→ PROBLEM DESCRIPTION: Nothing outside the range is wanted. Repeat exactly the lines below from the one with "the directory fails." through the one with "pub struct RemountController<'a>".
▼
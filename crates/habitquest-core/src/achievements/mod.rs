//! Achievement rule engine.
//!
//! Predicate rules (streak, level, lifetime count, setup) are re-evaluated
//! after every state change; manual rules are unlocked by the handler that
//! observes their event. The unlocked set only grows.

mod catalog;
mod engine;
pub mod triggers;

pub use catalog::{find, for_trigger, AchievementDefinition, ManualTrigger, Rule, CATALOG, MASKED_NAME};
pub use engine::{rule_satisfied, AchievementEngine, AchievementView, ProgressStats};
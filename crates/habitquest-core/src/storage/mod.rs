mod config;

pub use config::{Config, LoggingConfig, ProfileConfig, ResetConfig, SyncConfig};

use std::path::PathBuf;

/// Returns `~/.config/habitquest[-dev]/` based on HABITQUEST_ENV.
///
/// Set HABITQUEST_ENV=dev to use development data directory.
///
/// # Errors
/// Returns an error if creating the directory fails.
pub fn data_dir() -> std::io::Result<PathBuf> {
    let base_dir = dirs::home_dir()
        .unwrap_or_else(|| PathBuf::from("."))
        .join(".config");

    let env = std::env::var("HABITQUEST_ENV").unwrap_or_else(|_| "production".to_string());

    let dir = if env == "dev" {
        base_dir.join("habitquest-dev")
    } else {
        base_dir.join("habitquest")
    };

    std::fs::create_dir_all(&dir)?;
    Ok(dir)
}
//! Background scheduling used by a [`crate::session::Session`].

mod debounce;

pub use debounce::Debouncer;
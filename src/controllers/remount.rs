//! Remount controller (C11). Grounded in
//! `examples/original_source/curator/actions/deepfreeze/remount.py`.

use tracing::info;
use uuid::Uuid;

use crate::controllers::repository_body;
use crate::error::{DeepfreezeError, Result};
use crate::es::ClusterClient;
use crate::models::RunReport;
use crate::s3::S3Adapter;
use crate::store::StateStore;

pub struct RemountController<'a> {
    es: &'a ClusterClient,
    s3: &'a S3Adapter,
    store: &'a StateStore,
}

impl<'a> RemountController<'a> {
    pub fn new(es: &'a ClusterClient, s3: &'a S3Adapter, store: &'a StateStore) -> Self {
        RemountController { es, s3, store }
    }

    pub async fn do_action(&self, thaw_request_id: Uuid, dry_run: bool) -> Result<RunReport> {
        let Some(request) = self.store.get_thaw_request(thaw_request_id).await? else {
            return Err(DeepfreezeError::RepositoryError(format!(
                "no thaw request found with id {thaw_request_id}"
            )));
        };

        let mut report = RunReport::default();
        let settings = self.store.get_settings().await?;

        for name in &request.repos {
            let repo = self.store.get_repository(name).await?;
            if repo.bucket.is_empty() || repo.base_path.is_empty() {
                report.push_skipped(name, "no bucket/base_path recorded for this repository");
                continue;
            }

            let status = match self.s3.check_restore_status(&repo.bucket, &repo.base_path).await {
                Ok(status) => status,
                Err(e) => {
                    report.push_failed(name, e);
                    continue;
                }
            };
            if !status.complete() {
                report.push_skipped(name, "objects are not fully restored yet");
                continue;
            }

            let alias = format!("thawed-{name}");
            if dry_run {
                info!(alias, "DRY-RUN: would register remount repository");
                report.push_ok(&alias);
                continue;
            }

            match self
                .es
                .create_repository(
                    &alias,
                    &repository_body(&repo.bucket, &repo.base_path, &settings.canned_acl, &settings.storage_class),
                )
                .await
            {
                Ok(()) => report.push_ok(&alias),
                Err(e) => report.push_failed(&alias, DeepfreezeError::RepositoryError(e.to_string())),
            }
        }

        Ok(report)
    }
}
▲
▼
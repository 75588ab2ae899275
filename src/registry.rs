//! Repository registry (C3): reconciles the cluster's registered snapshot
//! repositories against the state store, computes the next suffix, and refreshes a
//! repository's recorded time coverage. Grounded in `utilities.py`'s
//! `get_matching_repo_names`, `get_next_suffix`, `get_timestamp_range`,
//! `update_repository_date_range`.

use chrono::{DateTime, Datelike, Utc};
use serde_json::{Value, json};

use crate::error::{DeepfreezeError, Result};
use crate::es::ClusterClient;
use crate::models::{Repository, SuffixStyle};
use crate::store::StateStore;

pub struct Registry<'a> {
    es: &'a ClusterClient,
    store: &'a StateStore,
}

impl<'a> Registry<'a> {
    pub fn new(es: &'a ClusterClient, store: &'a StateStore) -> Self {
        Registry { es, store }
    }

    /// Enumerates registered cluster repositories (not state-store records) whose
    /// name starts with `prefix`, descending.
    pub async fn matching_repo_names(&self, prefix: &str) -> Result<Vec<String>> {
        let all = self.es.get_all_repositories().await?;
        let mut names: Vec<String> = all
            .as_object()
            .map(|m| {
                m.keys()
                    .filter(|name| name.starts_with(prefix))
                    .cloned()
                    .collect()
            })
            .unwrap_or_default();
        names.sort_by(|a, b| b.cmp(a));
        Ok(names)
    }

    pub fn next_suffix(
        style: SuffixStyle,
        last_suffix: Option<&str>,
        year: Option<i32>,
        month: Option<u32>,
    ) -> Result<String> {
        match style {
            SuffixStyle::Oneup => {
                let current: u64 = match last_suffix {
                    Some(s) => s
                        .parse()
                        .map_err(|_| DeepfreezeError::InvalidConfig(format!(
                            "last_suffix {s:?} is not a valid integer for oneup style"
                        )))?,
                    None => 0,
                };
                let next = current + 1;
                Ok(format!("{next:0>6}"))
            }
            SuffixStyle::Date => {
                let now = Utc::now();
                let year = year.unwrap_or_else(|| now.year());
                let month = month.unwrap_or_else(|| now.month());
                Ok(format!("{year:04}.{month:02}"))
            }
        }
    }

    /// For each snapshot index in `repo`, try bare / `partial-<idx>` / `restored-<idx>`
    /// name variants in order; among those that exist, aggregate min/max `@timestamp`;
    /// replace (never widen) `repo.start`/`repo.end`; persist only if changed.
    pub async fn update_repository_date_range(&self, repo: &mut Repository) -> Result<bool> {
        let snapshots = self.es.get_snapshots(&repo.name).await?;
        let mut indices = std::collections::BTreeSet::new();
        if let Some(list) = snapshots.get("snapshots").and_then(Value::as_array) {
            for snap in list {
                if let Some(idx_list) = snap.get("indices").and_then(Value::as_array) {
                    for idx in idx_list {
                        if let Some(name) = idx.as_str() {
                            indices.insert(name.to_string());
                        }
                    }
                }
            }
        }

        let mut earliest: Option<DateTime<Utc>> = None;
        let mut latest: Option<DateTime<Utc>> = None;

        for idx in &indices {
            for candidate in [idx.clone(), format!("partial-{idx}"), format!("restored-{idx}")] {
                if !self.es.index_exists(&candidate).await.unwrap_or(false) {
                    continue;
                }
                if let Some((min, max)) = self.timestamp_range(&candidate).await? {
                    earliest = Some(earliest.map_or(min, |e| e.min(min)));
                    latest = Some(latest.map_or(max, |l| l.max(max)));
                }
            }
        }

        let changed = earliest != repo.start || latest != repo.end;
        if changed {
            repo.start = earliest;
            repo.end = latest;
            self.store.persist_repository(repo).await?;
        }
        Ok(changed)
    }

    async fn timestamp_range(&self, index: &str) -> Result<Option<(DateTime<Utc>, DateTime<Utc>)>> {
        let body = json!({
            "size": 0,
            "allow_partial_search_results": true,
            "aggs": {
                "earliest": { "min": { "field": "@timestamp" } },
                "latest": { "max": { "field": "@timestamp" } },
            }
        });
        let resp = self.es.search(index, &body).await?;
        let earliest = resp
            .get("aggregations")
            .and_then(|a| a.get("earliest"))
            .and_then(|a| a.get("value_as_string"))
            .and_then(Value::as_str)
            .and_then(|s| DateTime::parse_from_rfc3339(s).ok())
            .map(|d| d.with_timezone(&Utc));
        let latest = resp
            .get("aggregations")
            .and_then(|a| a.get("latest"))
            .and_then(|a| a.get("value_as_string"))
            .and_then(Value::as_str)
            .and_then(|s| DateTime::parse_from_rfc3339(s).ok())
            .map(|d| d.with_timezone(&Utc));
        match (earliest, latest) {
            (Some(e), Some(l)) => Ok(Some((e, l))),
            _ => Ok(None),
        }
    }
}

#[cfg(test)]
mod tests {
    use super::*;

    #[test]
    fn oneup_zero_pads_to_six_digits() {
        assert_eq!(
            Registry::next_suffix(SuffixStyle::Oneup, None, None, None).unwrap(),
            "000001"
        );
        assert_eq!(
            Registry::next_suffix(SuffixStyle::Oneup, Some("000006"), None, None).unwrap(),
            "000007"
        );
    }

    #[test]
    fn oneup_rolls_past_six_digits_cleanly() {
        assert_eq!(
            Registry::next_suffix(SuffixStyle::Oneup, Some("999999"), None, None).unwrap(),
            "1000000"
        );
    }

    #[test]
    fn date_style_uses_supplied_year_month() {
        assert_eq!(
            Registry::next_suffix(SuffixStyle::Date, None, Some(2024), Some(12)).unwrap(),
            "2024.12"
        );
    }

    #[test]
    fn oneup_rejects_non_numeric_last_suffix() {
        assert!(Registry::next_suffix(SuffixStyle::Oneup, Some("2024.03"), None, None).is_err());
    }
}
▲
→ ANSWER FOR THIS EXERCISE:
/// Returns an error if creating the directory fails.
pub fn data_dir() -> std::io::Result<PathBuf> {
    let base_dir = dirs::home_dir()
        .unwrap_or_else(|| PathBuf::from("."))
        .join(".config");

    let env = std::env::var("HABITQUEST_ENV").unwrap_or_else(|_| "production".to_string());

    let dir = if env == "dev" {
        base_dir.join("habitquest-dev")
    } else {
        base_dir.join("habitquest")
    };

    std::fs::create_dir_all(&dir)?;
    Ok(dir)
}
//! Background scheduling used by a [`crate::session::Session`].

mod debounce;

pub use debounce::Debouncer;
filename src/controllers/remount.rs
//! Remount controller (C11). Grounded in
//! `examples/original_source/curator/actions/deepfreeze/remount.py`.

use tracing::info;
use uuid::Uuid;

use crate::controllers::repository_body;
use crate::error::{DeepfreezeError, Result};
use crate::es::ClusterClient;
use crate::models::RunReport;
use crate::s3::S3Adapter;
use crate::store::StateStore;

pub struct RemountController<'a> {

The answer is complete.